A German indie author I am acquainted with describes glowing stones in her main series that store a spell. They are often worn on a necklace or bracelet. And she sells handmade jewelry at fairs that absolutely fits those stones, and she actually calls it by the name of those stones. I always thought that was genius – and it absolutely fits your theme park imagry.
I’m going to sit quietly in my armchair and think of ways to include that kind of thing in my upcoming stories. Little trinkets one can actually license and sell as fan articles. Awesome.
I could license casino-related merchandise for one of my characters…
OK, I just saw this on Twitter. Elon Musk tweeted it. https://youtu.be/oNZove4OTtI
The Harry Potter theme park is the best example to keep in mind.

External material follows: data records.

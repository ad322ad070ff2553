use core::{
    cell::UnsafeCell,
    hint::spin_loop,
    ops::{Deref, DerefMut},
    sync::atomic::{AtomicBool, Ordering},
};

/// Test-and-test-and-set lock around `T`.
pub struct SpinLock<T> {
    locked: AtomicBool,
    inner: UnsafeCell<T>,
}

// Safety: the lock grants exclusive access; only T: Send may move between contexts.
unsafe impl<T: Send> Sync for SpinLock<T> {}

impl<T> SpinLock<T> {
    pub const fn new(inner: T) -> Self {
        Self {
            locked: AtomicBool::new(false),
            inner: UnsafeCell::new(inner),
        }
    }

    /// Take the lock if it is free.
    #[inline]
    pub fn try_lock(&self) -> Option<SpinLockGuard<'_, T>> {
        self.locked
            .compare_exchange(false, true, Ordering::Acquire, Ordering::Relaxed)
            .ok()
            .map(|_| SpinLockGuard { lock: self })
    }

    /// Spin until the lock is ours.
    ///
    /// Never call this from a handler that may have interrupted the holder.
    #[inline]
    pub fn lock(&self) -> SpinLockGuard<'_, T> {
        loop {
            if let Some(guard) = self.try_lock() {
                return guard;
            }
            while self.locked.load(Ordering::Relaxed) {
                spin_loop();
            }
        }
    }

    #[inline]
    pub fn with_lock<R>(&self, f: impl FnOnce(&mut T) -> R) -> R {
        let mut guard = self.lock();
        f(&mut guard)
    }

    #[inline]
    pub const fn get_mut(&mut self) -> &mut T {
        self.inner.get_mut()
    }
}

pub struct SpinLockGuard<'a, T> {
    lock: &'a SpinLock<T>,
}

impl<T> Deref for SpinLockGuard<'_, T> {
    type Target = T;
    fn deref(&self) -> &T {
        // SAFETY: the guard holds the lock.
        unsafe { &*self.lock.inner.get() }
    }
}

impl<T> DerefMut for SpinLockGuard<'_, T> {
    fn deref_mut(&mut self) -> &mut T {
        // SAFETY: the guard holds the lock exclusively.
        unsafe { &mut *self.lock.inner.get() }
    }
}

impl<T> Drop for SpinLockGuard<'_, T> {
    fn drop(&mut self) {
        self.lock.locked.store(false, Ordering::Release);
    }
}
use crate::abort::ABORT_EXIT_CODE;
use core::fmt;
use log::info;

/// How many prefixes can be stacked at once.
pub const MAX_PREFIX_DEPTH: usize = 8;

/// Exit status of a finished run: 0 if nothing failed unexpectedly, 1 otherwise.
#[derive(Debug, Copy, Clone, PartialEq, Eq)]
pub struct ExitStatus(u32);

impl ExitStatus {
    pub const SUCCESS: Self = Self(0);
    pub const FAILURE: Self = Self(1);
    /// The run was cut short by a [`FatalAbort`](crate::FatalAbort).
    pub const ABORT: Self = Self(ABORT_EXIT_CODE);

    #[inline]
    #[must_use]
    pub const fn code(self) -> u32 {
        self.0
    }

    #[inline]
    #[must_use]
    pub const fn is_success(self) -> bool {
        self.0 == 0
    }
}

/// Running tally of selftest results plus the current name prefix.
#[derive(Debug)]
pub struct Report {
    tests: u32,
    failures: u32,
    xfailures: u32,
    skipped: u32,
    prefixes: [&'static str; MAX_PREFIX_DEPTH],
    depth: usize,
}

impl Default for Report {
    fn default() -> Self {
        Self::new()
    }
}

impl Report {
    #[must_use]
    pub const fn new() -> Self {
        Self {
            tests: 0,
            failures: 0,
            xfailures: 0,
            skipped: 0,
            prefixes: [""; MAX_PREFIX_DEPTH],
            depth: 0,
        }
    }

    /// Push a prefix that is prepended to every following result.
    ///
    /// Pushing beyond [`MAX_PREFIX_DEPTH`] is ignored with a warning.
    pub fn prefix_push(&mut self, prefix: &'static str) {
        if self.depth == MAX_PREFIX_DEPTH {
            log::warn!("report prefix stack full, dropping {prefix:?}");
            return;
        }
        self.prefixes[self.depth] = prefix;
        self.depth += 1;
    }

    /// Pop the innermost prefix; popping an empty stack is a no-op.
    pub const fn prefix_pop(&mut self) {
        self.depth = self.depth.saturating_sub(1);
    }

    #[must_use]
    pub fn prefixes(&self) -> Prefixes<'_> {
        Prefixes(&self.prefixes[..self.depth])
    }

    /// Record one result. Returns `pass` for convenient chaining.
    pub fn report(&mut self, name: impl fmt::Display, pass: bool) -> bool {
        self.tests += 1;
        if pass {
            info!(target: "report", "PASS: {}{name}", self.prefixes());
        } else {
            self.failures += 1;
            info!(target: "report", "FAIL: {}{name}", self.prefixes());
        }
        pass
    }

    /// Record a result that is expected to fail when `xfail` is set.
    ///
    /// An unexpected pass counts as a failure.
    pub fn report_xfail(&mut self, name: impl fmt::Display, xfail: bool, pass: bool) -> bool {
        if !xfail {
            return self.report(name, pass);
        }
        self.tests += 1;
        if pass {
            self.failures += 1;
            info!(target: "report", "XPASS: {}{name}", self.prefixes());
        } else {
            self.xfailures += 1;
            info!(target: "report", "XFAIL: {}{name}", self.prefixes());
        }
        pass
    }

    pub fn report_skip(&mut self, name: impl fmt::Display) {
        self.skipped += 1;
        info!(target: "report", "SKIP: {}{name}", self.prefixes());
    }

    #[must_use]
    pub const fn tests(&self) -> u32 {
        self.tests
    }

    #[must_use]
    pub const fn failures(&self) -> u32 {
        self.failures
    }

    #[must_use]
    pub const fn expected_failures(&self) -> u32 {
        self.xfailures
    }

    #[must_use]
    pub const fn skipped(&self) -> u32 {
        self.skipped
    }

    /// Print the `SUMMARY:` line and compute the exit status.
    pub fn summary(&self) -> ExitStatus {
        info!(target: "report", "SUMMARY: {}", Summary(self));
        if self.failures > 0 {
            ExitStatus::FAILURE
        } else {
            ExitStatus::SUCCESS
        }
    }
}

/// The active prefix stack, rendered as `"outer: inner: "`.
#[derive(Debug, Copy, Clone)]
pub struct Prefixes<'a>(&'a [&'static str]);

impl fmt::Display for Prefixes<'_> {
    fn fmt(&self, f: &mut fmt::Formatter<'_>) -> fmt::Result {
        for prefix in self.0 {
            write!(f, "{prefix}: ")?;
        }
        Ok(())
    }
}

struct Summary<'a>(&'a Report);

impl fmt::Display for Summary<'_> {
    fn fmt(&self, f: &mut fmt::Formatter<'_>) -> fmt::Result {
        let r = self.0;
        write!(f, "{} tests", r.tests)?;
        if r.failures > 0 {
            write!(f, ", {} unexpected failures", r.failures)?;
        }
        if r.xfailures > 0 {
            write!(f, ", {} expected failures", r.xfailures)?;
        }
        if r.skipped > 0 {
            write!(f, ", {} skipped", r.skipped)?;
        }
        Ok(())
    }
}

#[cfg(test)]
mod tests {
    use super::*;

    #[test]
    fn summary_lists_only_nonzero_counters() {
        let mut r = Report::new();
        r.report("a", true);
        assert_eq!(format!("{}", Summary(&r)), "1 tests");
        r.report("b", false);
        r.report_skip("c");
        assert_eq!(
            format!("{}", Summary(&r)),
            "2 tests, 1 unexpected failures, 1 skipped"
        );
    }
}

I tell myself many times in the process, whenever I catch myself holding back:
People are not going to cosplay my characters if I don’t make them vivid and clear enough.
Look at Hannibal (TV series). I have the DVDs, and in the special features they meet with the fans who cosplay Hannibal. I thought, Really? Yikes! when I saw that, but that is important to keep in mind.
Here’s an example:
https://www.pinterest.com/FrederickVerger/hannibal-cosplay/
I started looking at cosplay sites to see what people are doing with my favorite stories.
People will cosplay anything important to them.
I realized that those could be my characters that someone puts that much effort into recreating as costume, so I get back to work. HA!
Thanks for the reminder.
Oh. Oh, my. I have been to the Wizarding World of Harry Potter. I’m thinking about a few current projects I’m working on, and I’m picturing the theme parks. I’ve already made some jewelry related to one project (I like to keep my hands busy while I think, so I make stuff), but the potential toy licencing alone is crazy.
Mind. Blown.
Hi Kris
Another great post. Which led me to book my ticket for the London Licensing Expo in October! 🙂
Thanks again for sharing!
Chris
As you said, overwhelming! I love it, the possibilities are nearly endless! Thank you Kathryn and thank you Walt!